Au printemps dernier dans le bus une toute petite fille de neuf mois a
eu un coup de cœur pour ma Perle et le ciré qu'elle portait. Elle en a attrapé un bout de pan pour ne le lâcher que lorsqu'il nous a fallu descendre et, pour la première fois, au grand ravissement de sa maman et de ma Demoiselle, nous a dit au revoir de la main. Parfois dans les transports en commun je vois de jolis jeunes hommes, qui posent sur moi un regard bienveillant. J'en oublie mon aspect et mon âge plus que canonique. J'ai emprunté lundi le nouveau tronçon du tramway. Confort incomparable. Je pensais (et n'étais pas la seule) qu'une même rame ferait le tour de la ville, mais non. Je ne sais pas combien de tronçons sont prévus au final – trois ou quatre ? – j'ai juste entendu l'autre jour à la radio que le 16e se montrait réfractaire au projet – étonnant, non ? Le nom de beaucoup de stations (la moitié, me semble-t-il) a été changé, pour rendre hommage à des femmes, et c'est assez déstabilisant quand on emprunte la ligne pour la première fois et qu'on ne sait pas exactement où se situent les arrêts, à quoi ils correspondent par rapport à nos repères habituels. Ce nouveau mode de transport place la porte de Vincennes à un quart d'heure, vingt minutes de la maison et c'est extra. Le temps des correspondances, en revanche, est encore aléatoire. J'ai mis une heure et demie à rentrer depuis le 12e arrondissement et j'ai entendu une dame raconter qu'il lui avait fallu trois quarts d'heures pour aller de la porte de St-Mandé (Alexandra-David-Néel pour le tram) à celle de Bagnolet, quelques heures plus tôt, mais on attribuera ça à la période de rodage. Les arrêts sont encore plus ouverts à tous les vents que ceux des bus et je suis arrivée frigorifiée. Je crois qu'une rame de tramway peut accueillir autant de passagers que trois bus mais l'heure de pointe y reste l'heure de pointe…

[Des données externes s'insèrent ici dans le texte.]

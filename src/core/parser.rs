// tracegrep - core/parser.rs
//
// Stream-oriented parsing of telephony trace logs into structured Entries.
// Core layer: accepts any `Read`, never touches the filesystem directly.

use crate::core::entry::{Entry, EntryKind};
use crate::util::constants::READ_CHUNK_SIZE as READ_CHUNK;
use regex::Regex;
use std::io::Read;
use std::sync::OnceLock;

fn message_re() -> &'static Regex {
    static RE: OnceLock<Regex> = OnceLock::new();
    RE.get_or_init(|| Regex::new(r"^(?:Sniffed|Returned) ").unwrap())
}

fn header_time_re() -> &'static Regex {
    static RE: OnceLock<Regex> = OnceLock::new();
    RE.get_or_init(|| Regex::new(r"\btime=(?P<ts>\S+)").unwrap())
}

fn header_address_re() -> &'static Regex {
    static RE: OnceLock<Regex> = OnceLock::new();
    RE.get_or_init(|| Regex::new(r"\baddress=(?P<address>\S+)").unwrap())
}

fn network_to_from_re() -> &'static Regex {
    static RE: OnceLock<Regex> = OnceLock::new();
    RE.get_or_init(|| {
        Regex::new(
            r"^(?:[0-9.]+ )?<[a-zA-Z0-9]+:[a-zA-Z0-9]+> '.*' (?:sending|received) .* (?:to|from) (?P<address>[0-9.]+:[0-9]+)",
        )
        .unwrap()
    })
}

fn network_channel_tag_re() -> &'static Regex {
    static RE: OnceLock<Regex> = OnceLock::new();
    RE.get_or_init(|| {
        Regex::new(
            r"^(?:[0-9.]+ )?<[a-zA-Z0-9]+:[a-zA-Z0-9]+> '[a-z]+:[0-9.]+:[0-9]+-(?P<address>[0-9.]+:[0-9]+)' (?:received [0-9]+ bytes|sending code [0-9]+)",
        )
        .unwrap()
    })
}

fn network_q931_re() -> &'static Regex {
    static RE: OnceLock<Regex> = OnceLock::new();
    RE.get_or_init(|| {
        Regex::new(r"^(?:[0-9.]+ )?Q\.931 (?:Send|Receive).*?(?:to|from) (?P<address>[0-9.]+:[0-9]+)")
            .unwrap()
    })
}

fn startup_re() -> &'static Regex {
    static RE: OnceLock<Regex> = OnceLock::new();
    RE.get_or_init(|| Regex::new(r"^Yate \([0-9]+\) is starting ").unwrap())
}

fn param_re() -> &'static Regex {
    static RE: OnceLock<Regex> = OnceLock::new();
    RE.get_or_init(|| Regex::new(r"^  param\['(?P<key>.*)'\] = '(?P<value>.*)'$").unwrap())
}

fn param_multiline_re() -> &'static Regex {
    static RE: OnceLock<Regex> = OnceLock::new();
    RE.get_or_init(|| Regex::new(r"^  param\['(?P<key>.*)'\] = '(?P<value>.*)$").unwrap())
}

const RECORD_TERMINATOR: &str = "-----";

/// Buffers bytes from an arbitrary `Read` and hands back one delimited
/// "line" at a time, where the delimiter is chosen per call -- `\n` for
/// ordinary lines, `'` while reconstructing a multi-line parameter value.
/// The returned line includes its terminating delimiter; an empty return
/// means the stream is exhausted.
struct LineReader<R> {
    stream: R,
    buf: Vec<u8>,
    pos: usize,
    eof: bool,
    bytes_consumed: u64,
}

impl<R: Read> LineReader<R> {
    fn new(stream: R) -> Self {
        Self {
            stream,
            buf: Vec::with_capacity(READ_CHUNK),
            pos: 0,
            eof: false,
            bytes_consumed: 0,
        }
    }

    fn bytes_consumed(&self) -> u64 {
        self.bytes_consumed
    }

    fn fill(&mut self) -> bool {
        if self.eof {
            return false;
        }
        let start = self.buf.len();
        self.buf.resize(start + READ_CHUNK, 0);
        match self.stream.read(&mut self.buf[start..]) {
            Ok(0) => {
                self.buf.truncate(start);
                self.eof = true;
                false
            }
            Ok(n) => {
                self.buf.truncate(start + n);
                true
            }
            Err(e) => {
                tracing::warn!(error = %e, "I/O error reading trace log; treating as end of stream");
                self.buf.truncate(start);
                self.eof = true;
                false
            }
        }
    }

    fn read_line(&mut self, delim: u8) -> String {
        loop {
            if let Some(rel) = self.buf[self.pos..].iter().position(|&b| b == delim) {
                let end = self.pos + rel + 1;
                let bytes = &self.buf[self.pos..end];
                let line = String::from_utf8_lossy(bytes).into_owned();
                self.bytes_consumed += line.len() as u64;
                self.pos = end;
                self.compact();
                return line;
            }
            if !self.fill() {
                // EOF: return whatever partial content remains, if any.
                if self.pos < self.buf.len() {
                    let bytes = &self.buf[self.pos..];
                    let line = String::from_utf8_lossy(bytes).into_owned();
                    self.bytes_consumed += line.len() as u64;
                    self.pos = self.buf.len();
                    self.compact();
                    return line;
                }
                return String::new();
            }
        }
    }

    fn compact(&mut self) {
        if self.pos > READ_CHUNK {
            self.buf.drain(0..self.pos);
            self.pos = 0;
        }
    }
}

/// What to do with a just-read line.
enum Action {
    /// Consumed without producing a new pending entry.
    Absorbed,
    /// Start a new entry; the parser hands back whatever was pending before.
    NewPending(Entry),
}

/// Lazily parses an input stream into a sequence of [`Entry`] values.
///
/// A plain, finite, non-restartable iterator: the stream is consumed
/// exactly once, in order.
pub struct Parser<R> {
    reader: LineReader<R>,
    pending: Option<Entry>,
    verbatim: bool,
    next_id: u64,
}

impl<R: Read> Parser<R> {
    pub fn new(stream: R) -> Self {
        Self {
            reader: LineReader::new(stream),
            pending: None,
            verbatim: false,
            next_id: 0,
        }
    }

    pub fn bytes_consumed(&self) -> u64 {
        self.reader.bytes_consumed()
    }

    fn alloc_id(&mut self) -> u64 {
        let id = self.next_id;
        self.next_id += 1;
        id
    }

    fn classify(&mut self, line: String) -> Action {
        // Classification patterns never care about the trailing newline;
        // matching against the trimmed form keeps every regex anchored at
        // the true end of content instead of juggling an optional `\n`.
        let trimmed = line.trim_end_matches(['\n', '\r']);

        if self.verbatim {
            if let Some(pending) = self.pending.as_mut() {
                pending.append_text(&line);
            }
            if trimmed.starts_with(RECORD_TERMINATOR) {
                self.verbatim = false;
            }
            return Action::Absorbed;
        }

        let is_message_pending = matches!(
            self.pending.as_ref().map(|e| e.kind()),
            Some(EntryKind::Message)
        );

        if is_message_pending {
            if let Some(caps) = param_re().captures(trimmed) {
                let key = caps["key"].to_string();
                let value = caps["value"].to_string();
                if let Some(pending) = self.pending.as_mut() {
                    pending.append_text(&line);
                    pending.set_param(key, value);
                }
                return Action::Absorbed;
            }
            if let Some(caps) = param_multiline_re().captures(trimmed) {
                let key = caps["key"].to_string();
                // The newline trimmed off for matching purposes is itself
                // part of the quoted value -- put it back before appending
                // the rest, read using `'` as the line delimiter.
                let mut value = caps["value"].to_string();
                value.push_str(&line[trimmed.len()..]);
                let tail = self.reader.read_line(b'\'');
                if let Some(pending) = self.pending.as_mut() {
                    pending.append_text(&line);
                    pending.append_text(&tail);
                }
                value.push_str(&tail);
                value.pop(); // drop the trailing quote consumed by read_line
                if let Some(pending) = self.pending.as_mut() {
                    pending.set_param(key, value);
                }
                return Action::Absorbed;
            }
        }

        if line.starts_with(' ') && self.pending.is_some() {
            if let Some(pending) = self.pending.as_mut() {
                pending.append_text(&line);
            }
            return Action::Absorbed;
        }

        if message_re().is_match(trimmed) {
            let mut entry = Entry::new(self.alloc_id(), EntryKind::Message, line.clone());
            if let Some(caps) = header_time_re().captures(trimmed) {
                entry.set_param("ts", &caps["ts"]);
            }
            if let Some(caps) = header_address_re().captures(trimmed) {
                entry.set_param("address", &caps["address"]);
            }
            return Action::NewPending(entry);
        }

        if let Some(caps) = network_to_from_re()
            .captures(trimmed)
            .or_else(|| network_channel_tag_re().captures(trimmed))
            .or_else(|| network_q931_re().captures(trimmed))
        {
            let mut entry = Entry::new(self.alloc_id(), EntryKind::Network, line.clone());
            entry.set_param("address", &caps["address"]);
            return Action::NewPending(entry);
        }

        if startup_re().is_match(trimmed) {
            return Action::NewPending(Entry::new(self.alloc_id(), EntryKind::Startup, line));
        }

        if trimmed.starts_with(RECORD_TERMINATOR) && self.pending.is_some() {
            if let Some(pending) = self.pending.as_mut() {
                pending.append_text(&line);
            }
            self.verbatim = true;
            return Action::Absorbed;
        }

        Action::NewPending(Entry::new(self.alloc_id(), EntryKind::Unknown, line))
    }
}

impl<R: Read> Iterator for Parser<R> {
    type Item = Entry;

    fn next(&mut self) -> Option<Entry> {
        loop {
            let line = self.reader.read_line(b'\n');
            if line.is_empty() {
                return self.pending.take();
            }
            match self.classify(line) {
                Action::Absorbed => continue,
                Action::NewPending(entry) => {
                    let previous = self.pending.replace(entry);
                    if previous.is_some() {
                        return previous;
                    }
                    // First entry ever seen: nothing to hand back yet, keep pulling.
                }
            }
        }
    }
}

#[cfg(test)]
mod tests {
    use super::*;
    use std::io::Cursor;

    fn parse_all(input: &str) -> Vec<Entry> {
        Parser::new(Cursor::new(input.as_bytes())).collect()
    }

    #[test]
    fn unknown_lines_roundtrip_text_and_kind() {
        let input = "hello world\nsecond line\n";
        let entries = parse_all(input);
        assert_eq!(entries.len(), 2);
        for e in &entries {
            assert_eq!(e.kind(), EntryKind::Unknown);
        }
        let joined: String = entries.iter().map(|e| e.text()).collect();
        assert_eq!(joined, input);
    }

    #[test]
    fn param_line_feeds_preceding_message() {
        let input = "Sniffed x\n  param['billid'] = '42'\n  param['other'] = 'z'\nSniffed y\n";
        let entries = parse_all(input);
        assert_eq!(entries.len(), 2);
        assert_eq!(entries[0].kind(), EntryKind::Message);
        assert_eq!(entries[0].param("billid"), Some("42"));
        assert_eq!(entries[0].param("other"), Some("z"));
        assert_eq!(
            entries[0].text(),
            "Sniffed x\n  param['billid'] = '42'\n  param['other'] = 'z'\n"
        );
    }

    #[test]
    fn multiline_value_reconstructed_minus_closing_quote() {
        let input = "Sniffed x\n  param['sdp'] = 'line one\nline two'\nSniffed y\n";
        let entries = parse_all(input);
        assert_eq!(entries[0].param("sdp"), Some("line one\nline two"));
    }

    #[test]
    fn verbatim_block_is_captured_as_text_without_new_entries() {
        let input = "Sniffed x\n-----\nraw dump line 1\nraw dump line 2\n-----\nSniffed y\n";
        let entries = parse_all(input);
        assert_eq!(entries.len(), 2);
        assert!(entries[0].text().contains("raw dump line 1"));
        assert!(entries[0].text().contains("raw dump line 2"));
    }

    #[test]
    fn startup_banner_produces_startup_entry() {
        let input = "Sniffed a\nYate (123) is starting up\nSniffed b\n";
        let entries = parse_all(input);
        assert_eq!(entries.len(), 3);
        assert_eq!(entries[1].kind(), EntryKind::Startup);
    }

    #[test]
    fn eof_flushes_final_pending_entry() {
        let input = "Sniffed x\n  param['billid'] = '42'\n";
        let entries = parse_all(input);
        assert_eq!(entries.len(), 1);
        assert_eq!(entries[0].param("billid"), Some("42"));
    }

    #[test]
    fn network_header_captures_address() {
        let input = "<sig:udp> 'rtp' sending 160 bytes to 10.0.0.1:5060\n";
        let entries = parse_all(input);
        assert_eq!(entries[0].kind(), EntryKind::Network);
        assert_eq!(entries[0].param("address"), Some("10.0.0.1:5060"));
    }
}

La pluie qui tombe sur Paris est acide et, pour peu que l'on se soit laissé surprendre, brûle le visage même si la peau a convenablement été hydratée auparavant.
J'ai assisté à mon tout premier conseil de classe de toute ma vie la semaine dernière. Lorsque le nom de la Demoiselle a été évoqué les enseignants ont tous affiché un grand sourire. Elle a leurs félicitations. J'ai été surprise du rythme soutenu auquel cela s'est déroulé mais les profs en avaient un autre dans la foulée. Quand ils disent que leur classe est hétérogène les enseignants sourient souvent mais je me demande à quel point c'est bien quand j'observe ou entends parler de l'attitude de certains oiseaux rares. Malgré ses excellents résultats, depuis les dernières vacances, mon Tourbillon a décompté chaque jour qui la séparait des prochains congés. Elle revient déjeuner le lundi depuis la dernière rentrée, pour ne plus avoir à trimballer son sac si lourd ce jour-là. Je pensais que ça allait mieux, qu'elle s'était faite au rythme de ses semaines grâce entre autres à cet aménagement mais elle a eu une nouvelle (petite) crise de désespoir pas plus tard que la semaine dernière. Avec son emploi du temps à la noix elle est sur les rotules dès le mercredi midi, d'autant qu'elle trouve toujours moyen de ne pas se coucher tôt – elle attend son père et fait traîner les choses avec une rare maîtrise dans l'espoir de grappiller quelques minutes avec lui avant de s'endormir. Elle ne pratique plus qu'une activité, le piano. Nous n'avons pas visité d'expo depuis l'été dernier et cela me manque. Je ne sais pas si je mettrai à profit les prochaines vacances pour me rattraper, je n'aime pas exactement les bains de foule et j'ai perdu le fil de ce que j'aurais voulu voir. Les relations se sont apaisées entre le principal du collège et les parents d'élèves et c'est tant mieux parce qu'une année entière dans une atmosphère conflictuelle aurait été détestable en tous points. Au printemps prochain la Demoiselle partira cinq jours en Franche-Comté avec le collège. Ce sera sa première fois loin de nous, hors de la famille, si longtemps. Elle n'est jamais partie en classe découverte – les crédits de la Ville ont été réduits – et si nous lui avons plusieurs fois proposé de partir en colo elle n'a jamais voulu en entendre parler. Elle est cette fois-ci demandeuse. Ce sont les professeurs de sport qui organisent ce séjour. Lorsque je me suis présentée à sa prof j'ai eu droit à un grand sourire. Elle m'a aussi identifiée comme «parent d'élève» et m'en a remerciée, disant que les enseignants avaient besoin que des parents s'investissent. Ça m'a fait chaud au cœur.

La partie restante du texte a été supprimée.